## Stored data

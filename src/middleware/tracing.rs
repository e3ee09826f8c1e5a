// ABOUTME: Request tracing spans for correlation and structured logging
// ABOUTME: Each HTTP request gets a span carrying its method, path and x-request-id
//
// SPDX-License-Identifier: MIT OR Apache-2.0

use axum::body::Body;
use http::Request;

/// Header carrying the per-request correlation id
pub const REQUEST_ID_HEADER: &str = "x-request-id";

/// Create a tracing span for HTTP requests
pub fn create_request_span(method: &str, path: &str) -> tracing::Span {
    tracing::info_span!(
        "http_request",
        method = %method,
        path = %path,
        request_id = tracing::field::Empty,
    )
}

/// Span factory for `TraceLayer`, picks up the id set by `SetRequestIdLayer`
pub fn make_request_span(request: &Request<Body>) -> tracing::Span {
    let span = create_request_span(request.method().as_str(), request.uri().path());
    if let Some(id) = request
        .headers()
        .get(REQUEST_ID_HEADER)
        .and_then(|value| value.to_str().ok())
    {
        span.record("request_id", id);
    }
    span
}
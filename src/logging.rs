// ABOUTME: Logging configuration and structured logging setup for observability and debugging
// ABOUTME: Configures log levels, formatters, and structured auth/session/security events
//
// SPDX-License-Identifier: MIT OR Apache-2.0

//! Production-ready logging configuration with structured output

use crate::constants::service_names;
use anyhow::Result;
use serde_json::json;
use std::env;
use std::io;
use tracing::{info, warn};
use tracing_subscriber::{
    fmt::{self, format::FmtSpan},
    layer::SubscriberExt,
    util::SubscriberInitExt,
    EnvFilter,
};

/// Logging configuration
#[derive(Debug, Clone)]
#[allow(clippy::struct_excessive_bools)] // Independent output toggles
pub struct LoggingConfig {
    /// Log level (trace, debug, info, warn, error)
    pub level: String,
    /// Output format (json, pretty, compact)
    pub format: LogFormat,
    /// Include source file and line numbers
    pub include_location: bool,
    /// Include thread information
    pub include_thread: bool,
    /// Include span information for tracing
    pub include_spans: bool,
    /// Service name for structured logging
    pub service_name: String,
    /// Service version
    pub service_version: String,
    /// Environment (development, testing, production)
    pub environment: String,
}

/// Log output format options
#[derive(Debug, Clone, Copy, PartialEq, Eq)]
pub enum LogFormat {
    /// `JSON` format for production logging
    Json,
    /// Pretty format for development
    Pretty,
    /// Compact format for space-constrained environments
    Compact,
}

impl LogFormat {
    /// Parse `LOG_FORMAT`, defaulting to pretty
    #[must_use]
    pub fn from_str_or_default(s: &str) -> Self {
        match s.to_lowercase().as_str() {
            "json" => Self::Json,
            "compact" => Self::Compact,
            _ => Self::Pretty,
        }
    }
}

impl Default for LoggingConfig {
    fn default() -> Self {
        Self {
            level: "info".into(),
            format: LogFormat::Pretty,
            include_location: false,
            include_thread: false,
            include_spans: false,
            service_name: service_names::PANEL_SERVER.into(),
            service_version: env!("CARGO_PKG_VERSION").to_owned(),
            environment: "development".into(),
        }
    }
}

impl LoggingConfig {
    /// Create logging configuration from environment variables
    #[must_use]
    pub fn from_env() -> Self {
        let level = env::var("RUST_LOG").unwrap_or_else(|_| "info".into());
        let format = LogFormat::from_str_or_default(&env::var("LOG_FORMAT").unwrap_or_default());

        let environment = env::var("ENV")
            .or_else(|_| env::var("ENVIRONMENT"))
            .unwrap_or_else(|_| "development".into());
        let is_production = environment == "production";

        Self {
            level,
            format,
            include_location: is_production || env::var("LOG_INCLUDE_LOCATION").is_ok(),
            include_thread: is_production || env::var("LOG_INCLUDE_THREAD").is_ok(),
            include_spans: env::var("LOG_INCLUDE_SPANS").is_ok(),
            service_name: env::var("SERVICE_NAME")
                .unwrap_or_else(|_| service_names::PANEL_SERVER.into()),
            service_version: env!("CARGO_PKG_VERSION").to_owned(),
            environment,
        }
    }

    /// Build the filter, always keeping HTTP stack noise down
    fn env_filter(&self) -> EnvFilter {
        let base = env::var("RUST_LOG").unwrap_or_else(|_| self.level.clone());

        EnvFilter::new(base)
            .add_directive(
                "hyper=warn"
                    .parse()
                    .unwrap_or_else(|_| tracing::Level::WARN.into()),
            )
            .add_directive(
                "hyper_util=warn"
                    .parse()
                    .unwrap_or_else(|_| tracing::Level::WARN.into()),
            )
            .add_directive(
                "tower_http=info"
                    .parse()
                    .unwrap_or_else(|_| tracing::Level::INFO.into()),
            )
    }

    /// Initialize the global tracing subscriber
    ///
    /// # Errors
    ///
    /// Returns an error if a global subscriber is already installed
    pub fn init(&self) -> Result<()> {
        let registry = tracing_subscriber::registry().with(self.env_filter());
        let span_events = if self.include_spans {
            FmtSpan::NEW | FmtSpan::CLOSE
        } else {
            FmtSpan::NONE
        };

        let installed = match self.format {
            LogFormat::Json => registry
                .with(
                    fmt::layer()
                        .with_file(self.include_location)
                        .with_line_number(self.include_location)
                        .with_thread_ids(self.include_thread)
                        .with_thread_names(self.include_thread)
                        .with_target(true)
                        .with_writer(io::stdout)
                        .with_span_events(span_events)
                        .json(),
                )
                .try_init(),
            LogFormat::Pretty => registry
                .with(
                    fmt::layer()
                        .with_file(self.include_location)
                        .with_line_number(self.include_location)
                        .with_thread_ids(self.include_thread)
                        .with_thread_names(self.include_thread)
                        .with_target(true)
                        .with_writer(io::stdout)
                        .with_span_events(span_events),
                )
                .try_init(),
            LogFormat::Compact => registry
                .with(
                    fmt::layer()
                        .compact()
                        .with_target(false)
                        .with_writer(io::stdout)
                        .with_span_events(FmtSpan::NONE),
                )
                .try_init(),
        };
        installed.map_err(|e| anyhow::anyhow!("Failed to initialize logging: {e}"))?;

        self.log_startup_info();
        Ok(())
    }

    /// Log structured startup information
    fn log_startup_info(&self) {
        info!(
            service.name = %self.service_name,
            service.version = %self.service_version,
            environment = %self.environment,
            log.level = %self.level,
            log.format = ?self.format,
            "Panel server starting up"
        );

        let config_summary = json!({
            "service": {
                "name": self.service_name,
                "version": self.service_version,
                "environment": self.environment
            },
            "logging": {
                "level": self.level,
                "format": format!("{:?}", self.format),
                "features": {
                    "location": self.include_location,
                    "thread": self.include_thread,
                    "spans": self.include_spans
                }
            }
        });

        info!("Logging configured: {}", config_summary);
    }
}

/// Initialize logging from environment
///
/// # Errors
///
/// Returns an error if logging initialization fails
pub fn init_from_env() -> Result<()> {
    LoggingConfig::from_env().init()
}

/// Application-specific logging utilities
pub struct AppLogger;

impl AppLogger {
    /// Log user authentication events
    pub fn log_auth_event(username: &str, event: &str, success: bool, details: Option<&str>) {
        info!(
            user.name = %username,
            auth.event = %event,
            auth.success = %success,
            auth.details = details.unwrap_or(""),
            "Authentication event"
        );
    }

    /// Log session lifecycle events. Only a short prefix of the id is recorded.
    pub fn log_session_event(session_id: &str, username: &str, event: &str) {
        let prefix = session_id.get(..8).unwrap_or(session_id);
        info!(
            session.id_prefix = %prefix,
            user.name = %username,
            session.event = %event,
            "Session event"
        );
    }

    /// Log security events
    pub fn log_security_event(
        event_type: &str,
        severity: &str,
        details: &str,
        username: Option<&str>,
    ) {
        warn!(
            security.event = %event_type,
            security.severity = %severity,
            security.details = %details,
            user.name = username.unwrap_or("unknown"),
            "Security event"
        );
    }
}

#[cfg(test)]
mod tests {
    use super::*;

    #[test]
    fn test_log_format_parsing() {
        assert_eq!(LogFormat::from_str_or_default("JSON"), LogFormat::Json);
        assert_eq!(LogFormat::from_str_or_default("compact"), LogFormat::Compact);
        assert_eq!(LogFormat::from_str_or_default(""), LogFormat::Pretty);
    }

    #[test]
    fn test_default_config() {
        let config = LoggingConfig::default();
        assert_eq!(config.service_name, "panel-server");
        assert_eq!(config.format, LogFormat::Pretty);
        assert!(!config.include_spans);
    }
}
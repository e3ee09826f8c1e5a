// ABOUTME: Security response headers applied to every route
// ABOUTME: Development and production profiles, HSTS only in production
//
// SPDX-License-Identifier: MIT OR Apache-2.0

//! # Security Headers Middleware
//!
//! Protects the panel pages against XSS, clickjacking and MIME sniffing. The
//! frontend ships no inline scripts, so the CSP allows scripts from `'self'` only.

use axum::Router;
use http::header::{
    CONTENT_SECURITY_POLICY, REFERRER_POLICY, STRICT_TRANSPORT_SECURITY,
    X_CONTENT_TYPE_OPTIONS, X_FRAME_OPTIONS,
};
use http::{HeaderName, HeaderValue};
use tower_http::set_header::SetResponseHeaderLayer;

use crate::config::Environment;

const PERMISSIONS_POLICY: HeaderName = HeaderName::from_static("permissions-policy");

/// Security headers configuration
#[derive(Debug, Clone, PartialEq, Eq)]
pub struct SecurityHeaders {
    /// Content Security Policy header value
    pub csp: &'static str,
    /// X-Frame-Options header value
    pub frame_options: &'static str,
    /// X-Content-Type-Options header value
    pub content_type_options: &'static str,
    /// Referrer-Policy header value
    pub referrer_policy: &'static str,
    /// Permissions-Policy header value
    pub permissions_policy: &'static str,
    /// Strict-Transport-Security header value (for HTTPS)
    pub hsts: Option<&'static str>,
}

impl SecurityHeaders {
    /// Pick the profile for an environment
    #[must_use]
    pub const fn for_environment(environment: Environment) -> Self {
        if environment.is_production() {
            Self::production()
        } else {
            Self::development()
        }
    }

    /// Development profile, no HSTS since the server runs over plain HTTP
    #[must_use]
    pub const fn development() -> Self {
        Self {
            csp: "default-src 'self'; script-src 'self'; style-src 'self'; img-src 'self' data:; connect-src 'self'; frame-ancestors 'none'; object-src 'none'; base-uri 'self'; form-action 'self'",
            frame_options: "DENY",
            content_type_options: "nosniff",
            referrer_policy: "strict-origin-when-cross-origin",
            permissions_policy: "geolocation=(), microphone=(), camera=(), payment=(), usb=()",
            hsts: None,
        }
    }

    /// Production profile
    #[must_use]
    pub const fn production() -> Self {
        Self {
            csp: "default-src 'self'; script-src 'self'; style-src 'self'; img-src 'self' data:; connect-src 'self'; frame-ancestors 'none'; object-src 'none'; base-uri 'self'; form-action 'self'; upgrade-insecure-requests",
            frame_options: "DENY",
            content_type_options: "nosniff",
            referrer_policy: "strict-origin-when-cross-origin",
            permissions_policy: "geolocation=(), microphone=(), camera=(), payment=(), usb=()",
            hsts: Some("max-age=31536000; includeSubDomains"),
        }
    }

    /// Header name and value pairs to set
    #[must_use]
    pub fn to_headers(&self) -> Vec<(HeaderName, HeaderValue)> {
        let mut headers = vec![
            (CONTENT_SECURITY_POLICY, HeaderValue::from_static(self.csp)),
            (X_FRAME_OPTIONS, HeaderValue::from_static(self.frame_options)),
            (
                X_CONTENT_TYPE_OPTIONS,
                HeaderValue::from_static(self.content_type_options),
            ),
            (REFERRER_POLICY, HeaderValue::from_static(self.referrer_policy)),
            (
                PERMISSIONS_POLICY,
                HeaderValue::from_static(self.permissions_policy),
            ),
        ];
        if let Some(hsts) = self.hsts {
            headers.push((STRICT_TRANSPORT_SECURITY, HeaderValue::from_static(hsts)));
        }
        headers
    }

    /// Wrap a router so every response carries these headers
    #[must_use]
    pub fn apply(&self, router: Router) -> Router {
        self.to_headers()
            .into_iter()
            .fold(router, |router, (name, value)| {
                router.layer(SetResponseHeaderLayer::if_not_present(name, value))
            })
    }
}
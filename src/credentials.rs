// ABOUTME: Credential store mapping usernames to bcrypt hashes and roles
// ABOUTME: Loads and writes the JSON users file produced by the provisioning tool
//
// SPDX-License-Identifier: MIT OR Apache-2.0

//! # Credential Store
//!
//! Read-only, in-memory view of the users file. The file is a JSON array of
//! [`User`] records and is read once at startup; the server never mutates it.

use std::collections::HashMap;
use std::path::Path;

use panel_core::errors::{AppError, AppResult};
use panel_core::models::{User, UserSummary};
use panel_core::permissions::UserRole;
use tracing::{debug, info};
use uuid::Uuid;

/// Username to account lookup
#[derive(Debug, Clone, Default)]
pub struct CredentialStore {
    users: Vec<User>,
    by_username: HashMap<String, usize>,
}

impl CredentialStore {
    /// Build a store from already parsed users
    ///
    /// # Errors
    ///
    /// Returns an error if a username is empty or appears twice
    pub fn from_users(users: Vec<User>) -> AppResult<Self> {
        let mut by_username = HashMap::with_capacity(users.len());
        for (index, user) in users.iter().enumerate() {
            if user.username.trim().is_empty() {
                return Err(AppError::invalid_input(format!(
                    "User {} has an empty username",
                    user.id
                )));
            }
            if by_username.insert(user.username.clone(), index).is_some() {
                return Err(AppError::already_exists(format!(
                    "Duplicate username: {}",
                    user.username
                )));
            }
        }
        Ok(Self { users, by_username })
    }

    /// Load the users file
    ///
    /// # Errors
    ///
    /// Returns an error if the file cannot be read, is not a JSON array of
    /// users, or contains duplicate usernames
    pub async fn load(path: &Path) -> AppResult<Self> {
        let raw = tokio::fs::read_to_string(path).await.map_err(|e| {
            AppError::storage(format!("Cannot read users file {}: {e}", path.display()))
                .with_source(e)
        })?;
        let users: Vec<User> = serde_json::from_str(&raw)?;
        let store = Self::from_users(users)?;

        info!(
            users = store.len(),
            path = %path.display(),
            "Credential store loaded"
        );
        Ok(store)
    }

    /// Exact, case-sensitive username lookup
    #[must_use]
    pub fn find_by_username(&self, username: &str) -> Option<&User> {
        self.by_username
            .get(username)
            .and_then(|&index| self.users.get(index))
    }

    /// Lookup by user id
    #[must_use]
    pub fn find_by_id(&self, id: Uuid) -> Option<&User> {
        self.users.iter().find(|user| user.id == id)
    }

    /// All users in file order
    #[must_use]
    pub fn users(&self) -> &[User] {
        &self.users
    }

    /// Users table as seen by a viewer with the given role and id
    #[must_use]
    pub fn visible_to(&self, role: UserRole, viewer_id: Uuid) -> Vec<UserSummary> {
        let rows: Vec<UserSummary> = self
            .users
            .iter()
            .filter(|user| role.can_view(viewer_id, user))
            .map(UserSummary::from)
            .collect();
        debug!(role = %role, rows = rows.len(), "Users table filtered");
        rows
    }

    /// Number of users
    #[must_use]
    pub fn len(&self) -> usize {
        self.users.len()
    }

    /// Whether the store has no users
    #[must_use]
    pub fn is_empty(&self) -> bool {
        self.users.is_empty()
    }
}

/// Write users as a pretty printed JSON array
///
/// # Errors
///
/// Returns an error if serialization or the write fails
pub async fn write_users_file(path: &Path, users: &[User]) -> AppResult<()> {
    let json = serde_json::to_string_pretty(users)?;
    tokio::fs::write(path, json).await.map_err(|e| {
        AppError::storage(format!("Cannot write users file {}: {e}", path.display()))
            .with_source(e)
    })?;
    info!(users = users.len(), path = %path.display(), "Users file written");
    Ok(())
}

## Requirement
Please give back, exactly as it stands above, the stretch from the line with "if by_username.insert(user.username.clone(), index).is_some()" through the line with "pub fn find_by_username(&self, username: &str)", and no line outside it.

## Completed exercise
            if by_username.insert(user.username.clone(), index).is_some() {
                return Err(AppError::already_exists(format!(
                    "Duplicate username: {}",
                    user.username
                )));
            }
        }
        Ok(Self { users, by_username })
    }

    /// Load the users file
    ///
    /// # Errors
    ///
    /// Returns an error if the file cannot be read, is not a JSON array of
    /// users, or contains duplicate usernames
    pub async fn load(path: &Path) -> AppResult<Self> {
        let raw = tokio::fs::read_to_string(path).await.map_err(|e| {
            AppError::storage(format!("Cannot read users file {}: {e}", path.display()))
                .with_source(e)
        })?;
        let users: Vec<User> = serde_json::from_str(&raw)?;
        let store = Self::from_users(users)?;

        info!(
            users = store.len(),
            path = %path.display(),
            "Credential store loaded"
        );
        Ok(store)
    }

    /// Exact, case-sensitive username lookup
    #[must_use]
    pub fn find_by_username(&self, username: &str) -> Option<&User> {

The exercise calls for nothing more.